Furthermore, molecular testing is the basis for future development of gene therapy and other novel treatment modalities. However, considering the expense and labor-intensiveness of this approach, molecular testing still remains primarily a research tool for the postnatal diagnosis. The impact of molecular genetics is the most evident in prenatal testing, that has proved to be of great benefit for couples in which one or both partners are patients, or couples who have already had one affected pregnancy . An extension of prenatal testing is the development of preimplantation genetic diagnosis, a technique licensed for severe forms of EB .
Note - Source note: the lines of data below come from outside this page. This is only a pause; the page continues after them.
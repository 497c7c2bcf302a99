//! `PostgreSQL` store.
//!
//! Persists users and credential records with parameterized sqlx queries —
//! no SQL injection surface. Ownership scoping is enforced in the queries
//! themselves (`WHERE id = $n AND user_id = $m`), so a missing row and a
//! foreign row are the same `NotFound`.

use chrono::Utc;
use sqlx::PgPool;
use sqlx::postgres::PgPoolOptions;
use uuid::Uuid;

use crate::{EntryPatch, NewEntry, NewUser, StorageError, User, VaultEntry, VaultStore};

/// A [`VaultStore`] backed by `PostgreSQL`.
///
/// Thread-safe via `PgPool`. All operations are fully async.
#[derive(Clone)]
pub struct PostgresStore {
    pool: PgPool,
}

impl std::fmt::Debug for PostgresStore {
    fn fmt(&self, f: &mut std::fmt::Formatter<'_>) -> std::fmt::Result {
        f.debug_struct("PostgresStore")
            .field("pool", &"[PgPool]")
            .finish_non_exhaustive()
    }
}

impl PostgresStore {
    /// Connect to `PostgreSQL` and create the schema if it does not exist.
    ///
    /// # Errors
    ///
    /// Returns [`StorageError::Backend`] if the connection or schema setup
    /// fails.
    pub async fn connect(database_url: &str) -> Result<Self, StorageError> {
        let pool = PgPoolOptions::new()
            .max_connections(10)
            .connect(database_url)
            .await
            .map_err(|e| StorageError::Backend {
                reason: format!("connection failed: {e}"),
            })?;

        sqlx::query(
            r"CREATE TABLE IF NOT EXISTS users (
                id            UUID PRIMARY KEY,
                name          TEXT NOT NULL,
                email         TEXT NOT NULL UNIQUE,
                password_hash TEXT NOT NULL,
                role          TEXT NOT NULL DEFAULT 'user',
                verified      BOOLEAN NOT NULL DEFAULT FALSE,
                created_at    TIMESTAMPTZ NOT NULL,
                updated_at    TIMESTAMPTZ NOT NULL
            )",
        )
        .execute(&pool)
        .await
        .map_err(|e| StorageError::Backend {
            reason: format!("schema setup failed: {e}"),
        })?;

        sqlx::query(
            r"CREATE TABLE IF NOT EXISTS vault_entries (
                id                 UUID PRIMARY KEY,
                user_id            UUID NOT NULL REFERENCES users(id) ON DELETE CASCADE,
                site_name          TEXT NOT NULL,
                site_url           TEXT,
                username           TEXT,
                encrypted_password TEXT NOT NULL,
                notes              TEXT,
                created_at         TIMESTAMPTZ NOT NULL,
                updated_at         TIMESTAMPTZ NOT NULL
            )",
        )
        .execute(&pool)
        .await
        .map_err(|e| StorageError::Backend {
            reason: format!("schema setup failed: {e}"),
        })?;

        sqlx::query(
            "CREATE INDEX IF NOT EXISTS idx_vault_entries_user_created \
             ON vault_entries (user_id, created_at DESC)",
        )
        .execute(&pool)
        .await
        .map_err(|e| StorageError::Backend {
            reason: format!("schema setup failed: {e}"),
        })?;

        tracing::debug!("schema ensured");

        Ok(Self { pool })
    }

    /// Wrap an existing pool (for tests that manage their own schema).
    #[must_use]
    pub fn from_pool(pool: PgPool) -> Self {
        Self { pool }
    }
}

#[async_trait::async_trait]
impl VaultStore for PostgresStore {
    async fn create_user(&self, user: NewUser) -> Result<User, StorageError> {
        let now = Utc::now();
        let record = sqlx::query_as::<_, User>(
            r"INSERT INTO users (id, name, email, password_hash, role, verified, created_at, updated_at)
              VALUES ($1, $2, $3, $4, $5, $6, $7, $7)
              RETURNING *",
        )
        .bind(Uuid::new_v4())
        .bind(&user.name)
        .bind(&user.email)
        .bind(&user.password_hash)
        .bind(&user.role)
        .bind(user.verified)
        .bind(now)
        .fetch_one(&self.pool)
        .await?;

        Ok(record)
    }

    async fn find_user_by_email(&self, email: &str) -> Result<Option<User>, StorageError> {
        let user = sqlx::query_as::<_, User>("SELECT * FROM users WHERE email = $1")
            .bind(email)
            .fetch_optional(&self.pool)
            .await?;
        Ok(user)
    }

    async fn find_user_by_id(&self, id: Uuid) -> Result<Option<User>, StorageError> {
        let user = sqlx::query_as::<_, User>("SELECT * FROM users WHERE id = $1")
            .bind(id)
            .fetch_optional(&self.pool)
            .await?;
        Ok(user)
    }

    async fn mark_user_verified(&self, email: &str) -> Result<(), StorageError> {
        let result = sqlx::query("UPDATE users SET verified = TRUE, updated_at = $1 WHERE email = $2")
            .bind(Utc::now())
            .bind(email)
            .execute(&self.pool)
            .await?;

        if result.rows_affected() == 0 {
            return Err(StorageError::NotFound);
        }
        Ok(())
    }

    async fn list_entries(&self, user_id: Uuid) -> Result<Vec<VaultEntry>, StorageError> {
        let entries = sqlx::query_as::<_, VaultEntry>(
            "SELECT * FROM vault_entries WHERE user_id = $1 ORDER BY created_at DESC",
        )
        .bind(user_id)
        .fetch_all(&self.pool)
        .await?;

        Ok(entries)
    }

    async fn create_entry(&self, entry: NewEntry) -> Result<VaultEntry, StorageError> {
        let now = Utc::now();
        let record = sqlx::query_as::<_, VaultEntry>(
            r"INSERT INTO vault_entries
                (id, user_id, site_name, site_url, username, encrypted_password, notes, created_at, updated_at)
              VALUES ($1, $2, $3, $4, $5, $6, $7, $8, $8)
              RETURNING *",
        )
        .bind(Uuid::new_v4())
        .bind(entry.user_id)
        .bind(&entry.site_name)
        .bind(&entry.site_url)
        .bind(&entry.username)
        .bind(&entry.encrypted_password)
        .bind(&entry.notes)
        .bind(now)
        .fetch_one(&self.pool)
        .await?;

        Ok(record)
    }

    async fn update_entry(
        &self,
        user_id: Uuid,
        id: Uuid,
        patch: EntryPatch,
    ) -> Result<VaultEntry, StorageError> {
        let record = sqlx::query_as::<_, VaultEntry>(
            r"UPDATE vault_entries
              SET site_name          = COALESCE($1, site_name),
                  site_url           = COALESCE($2, site_url),
                  username           = COALESCE($3, username),
                  encrypted_password = COALESCE($4, encrypted_password),
                  notes              = COALESCE($5, notes),
                  updated_at         = $6
              WHERE id = $7 AND user_id = $8
              RETURNING *",
        )
        .bind(&patch.site_name)
        .bind(&patch.site_url)
        .bind(&patch.username)
        .bind(&patch.encrypted_password)
        .bind(&patch.notes)
        .bind(Utc::now())
        .bind(id)
        .bind(user_id)
        .fetch_optional(&self.pool)
        .await?
        .ok_or(StorageError::NotFound)?;

        Ok(record)
    }

    async fn delete_entry(&self, user_id: Uuid, id: Uuid) -> Result<(), StorageError> {
        let result = sqlx::query("DELETE FROM vault_entries WHERE id = $1 AND user_id = $2")
            .bind(id)
            .bind(user_id)
            .execute(&self.pool)
            .await?;

        if result.rows_affected() == 0 {
            return Err(StorageError::NotFound);
        }
        Ok(())
    }
}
Our observations highlight simple pitfalls in establishing a correct diagnosis of blistering skin diseases in newborns. Discordance among different assessments and clinical findings should prompt reassessment of the diagnosis in search of potential pitfalls. In confusing situations, or when hereditary or immunobullous causes are considered, we suggest referring the neonates to a center such as the eb-house Austria that specializes in bullous skin diseases. A skin biopsy within the first week of life and subsequent histopathological, immunohistochemical, and ultrastructural analysis can narrow the spectrum of potential differential diagnoses. In case of hereditary skin diseases detection of gene mutations can confirm the clinically and microscopically suspected diagnosis and is the basis for genetic counseling and prenatal diagnosis.